Work through the entries below and report how many lines include "match". The number alone is the answer.

Collected data
---------------
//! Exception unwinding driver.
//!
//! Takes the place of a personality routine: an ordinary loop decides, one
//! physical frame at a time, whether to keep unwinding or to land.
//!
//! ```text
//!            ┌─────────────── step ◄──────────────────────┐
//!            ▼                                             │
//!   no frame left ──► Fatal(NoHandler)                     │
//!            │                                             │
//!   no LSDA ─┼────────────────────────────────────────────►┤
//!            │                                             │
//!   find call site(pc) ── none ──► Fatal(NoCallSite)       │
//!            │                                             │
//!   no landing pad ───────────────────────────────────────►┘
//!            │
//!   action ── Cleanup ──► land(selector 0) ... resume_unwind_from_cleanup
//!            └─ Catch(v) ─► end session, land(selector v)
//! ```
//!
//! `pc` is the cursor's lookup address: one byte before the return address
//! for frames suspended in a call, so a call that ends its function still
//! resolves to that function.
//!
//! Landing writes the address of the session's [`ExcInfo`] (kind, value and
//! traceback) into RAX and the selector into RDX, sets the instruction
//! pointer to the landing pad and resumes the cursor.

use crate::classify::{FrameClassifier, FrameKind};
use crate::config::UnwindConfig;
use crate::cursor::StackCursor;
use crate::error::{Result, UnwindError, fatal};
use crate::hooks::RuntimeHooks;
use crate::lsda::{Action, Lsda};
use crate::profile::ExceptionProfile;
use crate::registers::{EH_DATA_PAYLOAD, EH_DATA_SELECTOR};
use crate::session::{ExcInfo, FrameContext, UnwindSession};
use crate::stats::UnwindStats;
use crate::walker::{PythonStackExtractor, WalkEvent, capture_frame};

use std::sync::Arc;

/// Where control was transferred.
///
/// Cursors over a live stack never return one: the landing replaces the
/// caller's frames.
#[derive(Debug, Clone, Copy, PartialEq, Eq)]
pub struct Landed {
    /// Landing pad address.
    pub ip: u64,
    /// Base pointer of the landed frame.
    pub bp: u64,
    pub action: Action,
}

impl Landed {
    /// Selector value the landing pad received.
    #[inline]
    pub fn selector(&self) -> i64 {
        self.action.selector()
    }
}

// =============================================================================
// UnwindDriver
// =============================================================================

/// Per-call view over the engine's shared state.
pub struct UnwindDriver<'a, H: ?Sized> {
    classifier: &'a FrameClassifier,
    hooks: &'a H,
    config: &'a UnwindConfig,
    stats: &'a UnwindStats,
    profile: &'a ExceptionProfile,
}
---------------
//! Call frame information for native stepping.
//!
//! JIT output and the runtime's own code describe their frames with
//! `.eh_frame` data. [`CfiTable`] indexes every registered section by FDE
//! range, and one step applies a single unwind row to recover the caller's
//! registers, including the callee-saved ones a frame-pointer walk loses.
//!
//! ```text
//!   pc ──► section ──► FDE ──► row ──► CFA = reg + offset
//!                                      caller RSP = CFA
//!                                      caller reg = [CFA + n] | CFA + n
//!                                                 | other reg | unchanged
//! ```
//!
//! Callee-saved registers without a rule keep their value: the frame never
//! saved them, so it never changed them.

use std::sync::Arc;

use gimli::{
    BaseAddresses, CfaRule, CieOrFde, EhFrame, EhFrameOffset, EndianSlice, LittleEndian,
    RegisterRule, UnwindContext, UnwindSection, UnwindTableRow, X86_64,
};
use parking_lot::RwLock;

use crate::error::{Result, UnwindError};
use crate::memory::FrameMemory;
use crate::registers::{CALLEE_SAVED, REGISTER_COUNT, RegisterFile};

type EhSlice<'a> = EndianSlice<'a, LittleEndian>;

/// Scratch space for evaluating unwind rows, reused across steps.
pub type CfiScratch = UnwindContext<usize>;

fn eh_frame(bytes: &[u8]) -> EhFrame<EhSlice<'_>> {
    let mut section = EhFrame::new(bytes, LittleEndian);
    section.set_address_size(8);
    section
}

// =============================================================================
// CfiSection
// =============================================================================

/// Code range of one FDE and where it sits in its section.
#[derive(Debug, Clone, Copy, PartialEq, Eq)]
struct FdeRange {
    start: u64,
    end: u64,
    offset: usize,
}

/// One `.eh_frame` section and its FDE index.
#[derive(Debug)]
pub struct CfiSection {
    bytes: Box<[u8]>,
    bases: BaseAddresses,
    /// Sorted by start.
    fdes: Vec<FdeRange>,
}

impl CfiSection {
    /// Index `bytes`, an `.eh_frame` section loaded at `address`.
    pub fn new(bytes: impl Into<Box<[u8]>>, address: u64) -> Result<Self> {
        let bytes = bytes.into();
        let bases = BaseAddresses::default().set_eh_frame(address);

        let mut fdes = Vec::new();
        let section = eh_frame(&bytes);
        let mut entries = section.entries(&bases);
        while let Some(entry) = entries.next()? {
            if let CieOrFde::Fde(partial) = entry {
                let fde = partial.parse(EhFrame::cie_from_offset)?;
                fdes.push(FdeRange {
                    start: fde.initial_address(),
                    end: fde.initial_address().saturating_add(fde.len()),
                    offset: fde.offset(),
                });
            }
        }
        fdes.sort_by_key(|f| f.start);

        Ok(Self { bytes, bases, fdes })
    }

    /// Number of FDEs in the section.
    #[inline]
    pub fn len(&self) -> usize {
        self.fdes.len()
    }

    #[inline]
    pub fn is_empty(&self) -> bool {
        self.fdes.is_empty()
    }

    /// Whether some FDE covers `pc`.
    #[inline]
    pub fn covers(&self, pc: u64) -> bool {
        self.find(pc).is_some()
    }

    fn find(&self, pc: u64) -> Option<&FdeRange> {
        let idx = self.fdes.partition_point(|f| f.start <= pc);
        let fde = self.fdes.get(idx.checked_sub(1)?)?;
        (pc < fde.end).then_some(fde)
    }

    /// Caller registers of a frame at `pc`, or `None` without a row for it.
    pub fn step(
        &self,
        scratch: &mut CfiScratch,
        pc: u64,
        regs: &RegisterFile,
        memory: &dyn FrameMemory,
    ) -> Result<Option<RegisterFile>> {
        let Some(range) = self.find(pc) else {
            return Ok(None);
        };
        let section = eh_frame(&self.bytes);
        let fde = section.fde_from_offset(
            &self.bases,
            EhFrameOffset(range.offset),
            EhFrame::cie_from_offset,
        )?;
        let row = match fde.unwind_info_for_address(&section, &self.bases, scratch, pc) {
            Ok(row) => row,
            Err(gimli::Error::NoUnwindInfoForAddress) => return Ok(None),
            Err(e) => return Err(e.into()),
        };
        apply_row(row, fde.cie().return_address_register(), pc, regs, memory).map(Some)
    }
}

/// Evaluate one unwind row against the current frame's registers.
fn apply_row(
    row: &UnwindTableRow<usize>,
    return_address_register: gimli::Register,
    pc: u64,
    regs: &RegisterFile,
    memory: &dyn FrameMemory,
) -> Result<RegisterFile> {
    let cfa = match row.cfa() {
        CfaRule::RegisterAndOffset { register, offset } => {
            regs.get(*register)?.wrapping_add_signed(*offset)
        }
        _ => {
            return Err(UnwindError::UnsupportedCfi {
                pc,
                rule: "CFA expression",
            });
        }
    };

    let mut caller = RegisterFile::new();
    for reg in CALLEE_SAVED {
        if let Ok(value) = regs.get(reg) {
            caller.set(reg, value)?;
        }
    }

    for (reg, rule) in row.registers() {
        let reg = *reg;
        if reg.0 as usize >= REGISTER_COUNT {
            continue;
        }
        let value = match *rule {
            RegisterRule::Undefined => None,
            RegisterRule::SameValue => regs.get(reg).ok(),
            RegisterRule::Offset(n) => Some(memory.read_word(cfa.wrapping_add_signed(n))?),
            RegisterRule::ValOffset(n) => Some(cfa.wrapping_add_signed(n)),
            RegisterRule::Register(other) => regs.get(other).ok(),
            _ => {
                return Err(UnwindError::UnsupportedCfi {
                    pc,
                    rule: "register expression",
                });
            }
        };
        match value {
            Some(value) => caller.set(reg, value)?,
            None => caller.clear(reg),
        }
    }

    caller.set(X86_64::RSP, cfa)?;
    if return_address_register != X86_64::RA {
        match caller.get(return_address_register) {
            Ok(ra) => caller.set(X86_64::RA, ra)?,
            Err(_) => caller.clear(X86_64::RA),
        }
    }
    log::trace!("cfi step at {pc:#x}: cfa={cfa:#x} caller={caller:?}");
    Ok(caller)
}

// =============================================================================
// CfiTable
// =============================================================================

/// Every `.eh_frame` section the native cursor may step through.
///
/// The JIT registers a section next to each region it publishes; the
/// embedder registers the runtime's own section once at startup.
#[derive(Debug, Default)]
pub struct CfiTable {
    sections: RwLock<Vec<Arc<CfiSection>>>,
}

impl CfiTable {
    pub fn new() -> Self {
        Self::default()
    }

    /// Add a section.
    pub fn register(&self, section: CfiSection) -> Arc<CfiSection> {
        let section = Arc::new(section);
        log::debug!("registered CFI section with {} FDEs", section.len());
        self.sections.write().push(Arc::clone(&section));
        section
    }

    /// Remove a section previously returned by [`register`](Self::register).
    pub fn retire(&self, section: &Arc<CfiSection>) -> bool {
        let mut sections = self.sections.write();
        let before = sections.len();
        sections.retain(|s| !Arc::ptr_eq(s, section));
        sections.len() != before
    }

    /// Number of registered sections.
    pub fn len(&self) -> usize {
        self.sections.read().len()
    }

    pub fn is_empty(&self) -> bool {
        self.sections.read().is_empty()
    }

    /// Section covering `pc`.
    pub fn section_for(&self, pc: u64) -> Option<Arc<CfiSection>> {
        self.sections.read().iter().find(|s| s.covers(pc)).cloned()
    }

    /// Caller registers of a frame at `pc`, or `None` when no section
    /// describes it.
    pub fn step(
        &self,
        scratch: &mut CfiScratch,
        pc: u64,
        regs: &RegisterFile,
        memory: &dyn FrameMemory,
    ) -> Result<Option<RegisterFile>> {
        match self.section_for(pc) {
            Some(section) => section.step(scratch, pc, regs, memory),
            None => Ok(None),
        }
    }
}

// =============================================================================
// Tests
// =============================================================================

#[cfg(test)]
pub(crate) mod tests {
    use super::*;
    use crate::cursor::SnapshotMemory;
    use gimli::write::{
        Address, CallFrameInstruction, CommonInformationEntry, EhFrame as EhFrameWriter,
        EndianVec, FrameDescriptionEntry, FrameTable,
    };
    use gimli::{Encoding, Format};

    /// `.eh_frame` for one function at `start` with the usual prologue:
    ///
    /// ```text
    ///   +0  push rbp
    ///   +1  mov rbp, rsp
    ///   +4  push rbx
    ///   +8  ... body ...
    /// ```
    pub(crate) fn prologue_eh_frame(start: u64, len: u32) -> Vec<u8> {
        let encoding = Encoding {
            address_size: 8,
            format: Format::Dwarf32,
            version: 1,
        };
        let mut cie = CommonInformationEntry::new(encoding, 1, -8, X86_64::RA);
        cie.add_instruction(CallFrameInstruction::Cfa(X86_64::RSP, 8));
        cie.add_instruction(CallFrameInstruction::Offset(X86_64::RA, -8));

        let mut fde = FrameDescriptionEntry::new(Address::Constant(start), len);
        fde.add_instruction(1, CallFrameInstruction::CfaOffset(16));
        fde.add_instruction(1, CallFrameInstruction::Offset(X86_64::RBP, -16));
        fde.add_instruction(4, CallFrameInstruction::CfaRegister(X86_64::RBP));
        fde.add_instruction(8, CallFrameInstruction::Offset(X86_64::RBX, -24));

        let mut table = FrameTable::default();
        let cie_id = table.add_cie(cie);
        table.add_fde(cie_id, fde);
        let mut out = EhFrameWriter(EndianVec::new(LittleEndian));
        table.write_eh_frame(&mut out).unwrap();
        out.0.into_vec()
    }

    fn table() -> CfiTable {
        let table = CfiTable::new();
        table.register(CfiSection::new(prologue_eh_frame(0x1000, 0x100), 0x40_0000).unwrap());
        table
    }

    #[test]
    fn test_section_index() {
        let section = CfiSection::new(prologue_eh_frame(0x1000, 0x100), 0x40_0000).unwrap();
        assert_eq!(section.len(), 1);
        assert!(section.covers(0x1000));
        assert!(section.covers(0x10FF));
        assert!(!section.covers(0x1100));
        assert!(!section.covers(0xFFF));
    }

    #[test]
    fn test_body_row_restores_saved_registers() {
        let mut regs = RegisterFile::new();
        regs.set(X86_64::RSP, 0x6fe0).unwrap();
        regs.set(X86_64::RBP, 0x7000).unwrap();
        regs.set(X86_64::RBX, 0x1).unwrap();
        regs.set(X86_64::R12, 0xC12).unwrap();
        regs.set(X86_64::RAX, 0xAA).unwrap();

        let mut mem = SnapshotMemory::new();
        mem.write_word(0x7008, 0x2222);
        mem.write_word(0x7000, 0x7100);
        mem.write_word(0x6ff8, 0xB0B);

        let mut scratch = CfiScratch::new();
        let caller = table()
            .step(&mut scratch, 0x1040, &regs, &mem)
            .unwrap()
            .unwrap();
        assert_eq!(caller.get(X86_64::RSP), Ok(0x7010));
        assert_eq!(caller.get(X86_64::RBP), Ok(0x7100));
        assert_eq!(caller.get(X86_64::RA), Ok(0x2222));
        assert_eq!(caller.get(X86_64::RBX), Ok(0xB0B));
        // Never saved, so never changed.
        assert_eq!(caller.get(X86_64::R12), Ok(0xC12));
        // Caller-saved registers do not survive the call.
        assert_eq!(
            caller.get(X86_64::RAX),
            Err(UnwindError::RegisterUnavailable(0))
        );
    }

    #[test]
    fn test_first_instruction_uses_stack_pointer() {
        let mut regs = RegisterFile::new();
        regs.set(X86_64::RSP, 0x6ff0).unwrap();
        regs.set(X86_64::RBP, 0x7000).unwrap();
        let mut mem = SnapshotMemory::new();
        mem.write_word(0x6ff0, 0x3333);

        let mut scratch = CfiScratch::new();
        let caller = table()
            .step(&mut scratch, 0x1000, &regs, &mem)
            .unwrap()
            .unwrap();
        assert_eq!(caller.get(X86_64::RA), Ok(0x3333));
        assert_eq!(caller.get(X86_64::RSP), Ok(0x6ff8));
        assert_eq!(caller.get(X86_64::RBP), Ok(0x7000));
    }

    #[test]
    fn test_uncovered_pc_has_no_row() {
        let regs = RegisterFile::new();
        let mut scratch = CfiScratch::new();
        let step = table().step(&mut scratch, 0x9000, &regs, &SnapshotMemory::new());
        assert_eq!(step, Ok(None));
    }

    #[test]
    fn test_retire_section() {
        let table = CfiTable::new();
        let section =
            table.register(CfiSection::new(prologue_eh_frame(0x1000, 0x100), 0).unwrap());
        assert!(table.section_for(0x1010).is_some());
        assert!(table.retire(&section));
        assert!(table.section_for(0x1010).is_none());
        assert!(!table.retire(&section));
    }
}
---------------
Expected answer: 6